MC: Although there were no specific items of this nature on the agenda there was an evening session when a pastor and a local politician discussed the role of the reformed churches in a united Europe. This was followed by an open conversation which zeroed in on the opportunity (or less) of a Christian political party, but I don’t think it really got to the heart of the question. My perception would be that subjects of a social or ethical nature were not at the heart of the Conference not because they were forgotten by the organisers but because the churches themselves are distant from these issues even though they confess them to be a part of their cultural mandate.

Editor:
Were there any declarations made concerning any particular issues?

MC: Unfortunately there were no collective statements made about any issue.
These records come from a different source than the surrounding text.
//! Repository integration tests against a local MongoDB.

use chrono::Utc;
use uuid::Uuid;

use seonoc_common::settings::{TelegramSeoSettings, KEY_TELEGRAM_SEO};
use seonoc_common::types::*;
use seonoc_store::{indexes, StoreClient};

async fn connect() -> StoreClient {
    let db_name = format!("seonoc_test_{}", Uuid::new_v4().simple());
    let store = StoreClient::connect("mongodb://localhost:27017", &db_name)
        .await
        .expect("MongoDB must be running on localhost to run ignored tests");
    indexes::ensure_indexes(&store).await.unwrap();
    store
}

fn domain(name: &str) -> AssetDomain {
    AssetDomain {
        id: Uuid::new_v4().to_string(),
        domain_name: name.to_string(),
        brand_id: "brand-1".to_string(),
        category_id: None,
        registrar_id: None,
        status: DomainStatus::Active,
        expiration_date: None,
        auto_renew: false,
        monitoring_enabled: true,
        monitoring_interval: MonitoringInterval::Hourly,
        ping_status: PingStatus::Unknown,
        last_http_code: None,
        last_checked_at: None,
        soft_block_type: None,
        domain_lifecycle_status: LifecycleStatus::Active,
        quarantine_category: None,
        quarantined_by: None,
        quarantined_at: None,
        released_by: None,
        released_at: None,
        created_at: Utc::now(),
        updated_at: Utc::now(),
    }
}

#[tokio::test]
#[ignore = "requires MongoDB running on localhost"]
async fn domain_roundtrip_and_probe_state() {
    let store = connect().await;
    let d = domain("example.com");
    store.domains().insert(&d).await.unwrap();

    let loaded = store.domains().find_by_name("example.com").await.unwrap().unwrap();
    assert_eq!(loaded.id, d.id);
    assert_eq!(loaded.ping_status, PingStatus::Unknown);

    let now = Utc::now();
    store
        .domains()
        .record_probe(&d.id, PingStatus::SoftBlocked, Some(403), Some(SoftBlockType::Captcha), now)
        .await
        .unwrap();
    let probed = store.domains().find_by_id(&d.id).await.unwrap().unwrap();
    assert_eq!(probed.ping_status, PingStatus::SoftBlocked);
    assert_eq!(probed.last_http_code, Some(403));
    assert_eq!(probed.soft_block_type, Some(SoftBlockType::Captcha));
    assert!(probed.last_checked_at.is_some());
}

#[tokio::test]
#[ignore = "requires MongoDB running on localhost"]
async fn duplicate_domain_name_is_rejected_by_index() {
    let store = connect().await;
    store.domains().insert(&domain("dup.com")).await.unwrap();
    assert!(store.domains().insert(&domain("dup.com")).await.is_err());
}

#[tokio::test]
#[ignore = "requires MongoDB running on localhost"]
async fn placement_uniqueness_is_enforced_by_index() {
    let store = connect().await;
    let make = |id: &str| StructureEntry {
        id: id.to_string(),
        network_id: "net-1".to_string(),
        asset_domain_id: "d1".to_string(),
        optimized_path: Some("/blog".to_string()),
        domain_role: DomainRole::Supporting,
        domain_status: NodeStatus::Canonical,
        index_status: IndexStatus::Index,
        target_entry_id: None,
        ranking_position: None,
        primary_keyword: String::new(),
        ranking_url: String::new(),
        notes: String::new(),
        created_at: Utc::now(),
        updated_at: Utc::now(),
    };
    store.entries().insert(&make("a")).await.unwrap();
    assert!(store.entries().insert(&make("b")).await.is_err());
}

#[tokio::test]
#[ignore = "requires MongoDB running on localhost"]
async fn settings_round_trip_with_defaults() {
    let store = connect().await;

    // Missing row falls back to defaults.
    let defaults: TelegramSeoSettings = store.settings().get(KEY_TELEGRAM_SEO).await.unwrap();
    assert!(defaults.bot_token.is_empty());
    assert!(defaults.enabled);

    let configured = TelegramSeoSettings {
        enabled: true,
        bot_token: "token".to_string(),
        chat_id: "chat".to_string(),
        enable_topic_routing: true,
        seo_change_topic_id: Some(42),
        leader_usernames: vec!["lead".to_string()],
        ..Default::default()
    };
    store.settings().put(KEY_TELEGRAM_SEO, &configured).await.unwrap();

    let loaded: TelegramSeoSettings = store.settings().get(KEY_TELEGRAM_SEO).await.unwrap();
    assert!(loaded.is_configured());
    assert_eq!(loaded.seo_change_topic_id, Some(42));
    assert_eq!(loaded.topic_id(TopicFamily::SeoChange), Some(42));
    assert_eq!(loaded.topic_id(TopicFamily::SeoReminder), None);
}

#[tokio::test]
#[ignore = "requires MongoDB running on localhost"]
async fn scheduler_state_marks_and_reads() {
    let store = connect().await;
    assert!(store.scheduler_state().last_run("expiration_daily").await.unwrap().is_none());
    let now = Utc::now();
    store.scheduler_state().mark_run("expiration_daily", now).await.unwrap();
    let read = store.scheduler_state().last_run("expiration_daily").await.unwrap().unwrap();
    assert_eq!(read.date_naive(), now.date_naive());
}

#[tokio::test]
#[ignore = "requires MongoDB running on localhost"]
async fn change_logs_sorted_and_delivery_state() {
    let store = connect().await;
    let mut ids = Vec::new();
    for i in 0..3 {
        let log = ChangeLog {
            id: Uuid::new_v4().to_string(),
            network_id: "net-1".to_string(),
            brand_id: "brand-1".to_string(),
            entry_id: Some("entry-1".to_string()),
            action_type: ActionType::UpdateNode,
            affected_node: format!("node-{i}"),
            actor_user_id: "u1".to_string(),
            actor_email: "u1@example.com".to_string(),
            change_note: "a perfectly valid rationale".to_string(),
            before_snapshot: None,
            after_snapshot: None,
            created_at: Utc::now() + chrono::Duration::milliseconds(i),
            notification_status: NotificationStatus::Pending,
            archived: false,
        };
        store.change_logs().insert(&log).await.unwrap();
        ids.push(log.id);
    }

    let logs = store.change_logs().list_by_network("net-1", 0, 10).await.unwrap();
    assert_eq!(logs.len(), 3);
    assert_eq!(logs[0].affected_node, "node-2"); // newest first

    store
        .change_logs()
        .set_notification_status(&ids[0], NotificationStatus::Failed)
        .await
        .unwrap();
    let failed = store.change_logs().list_failed().await.unwrap();
    assert_eq!(failed.len(), 1);
    assert_eq!(failed[0].id, ids[0]);
}

#[tokio::test]
#[ignore = "requires MongoDB running on localhost"]
async fn audit_query_filters_and_stats() {
    let store = connect().await;
    for (event, severity, success) in [
        ("template_change", AuditSeverity::Info, true),
        ("template_change", AuditSeverity::Info, true),
        ("notification_failed", AuditSeverity::Warning, false),
    ] {
        store
            .audit()
            .insert(&AuditEntry {
                id: Uuid::new_v4().to_string(),
                event_type: event.to_string(),
                actor_email: "admin@example.com".to_string(),
                resource: "template:telegram/seo_change".to_string(),
                details: String::new(),
                severity,
                success,
                timestamp: Utc::now(),
            })
            .await
            .unwrap();
    }

    let q = seonoc_store::audit::AuditQuery {
        event_type: Some("template_change".to_string()),
        limit: 10,
        ..Default::default()
    };
    assert_eq!(store.audit().query(&q).await.unwrap().len(), 2);

    let failures = seonoc_store::audit::AuditQuery {
        success: Some(false),
        limit: 10,
        ..Default::default()
    };
    assert_eq!(store.audit().query(&failures).await.unwrap().len(), 1);

    let stats = store.audit().stats(7).await.unwrap();
    assert_eq!(stats.get_i64("total").unwrap(), 3);
    assert_eq!(stats.get_i64("failures").unwrap(), 1);
}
In fact, this was one of the things that I missed from my home background in Italy! It’s sad when a common discussion on important subjects fails to find a communal written agreement which can become a valid reference point for future development for the churches themselves.

Editor:
What was your  general impression of the Conference?

MC: Beyond the initial reservations and the challenge of such a Conference, I was thankful for the chance of representing CERBI. I appreciated the warm fellowship and hospitality which characterised the Conference. The overall impression was that the goals of the organisers were reached. In my own opinion I think there is the necessity, an inescapable one, for the churches which relate in a significant way to the Reformation, to Puritanism and the following periods of Revival, to show their faithfulness to this heritage by seriously faces the challenge of our times. Simply referring in a formal manner to those epochs is not enough: it may even be a way to escape our present responsibilities! Theology is never an abstract reflection distant from reality. Our reformed heritage demands that we face the challenge of our time.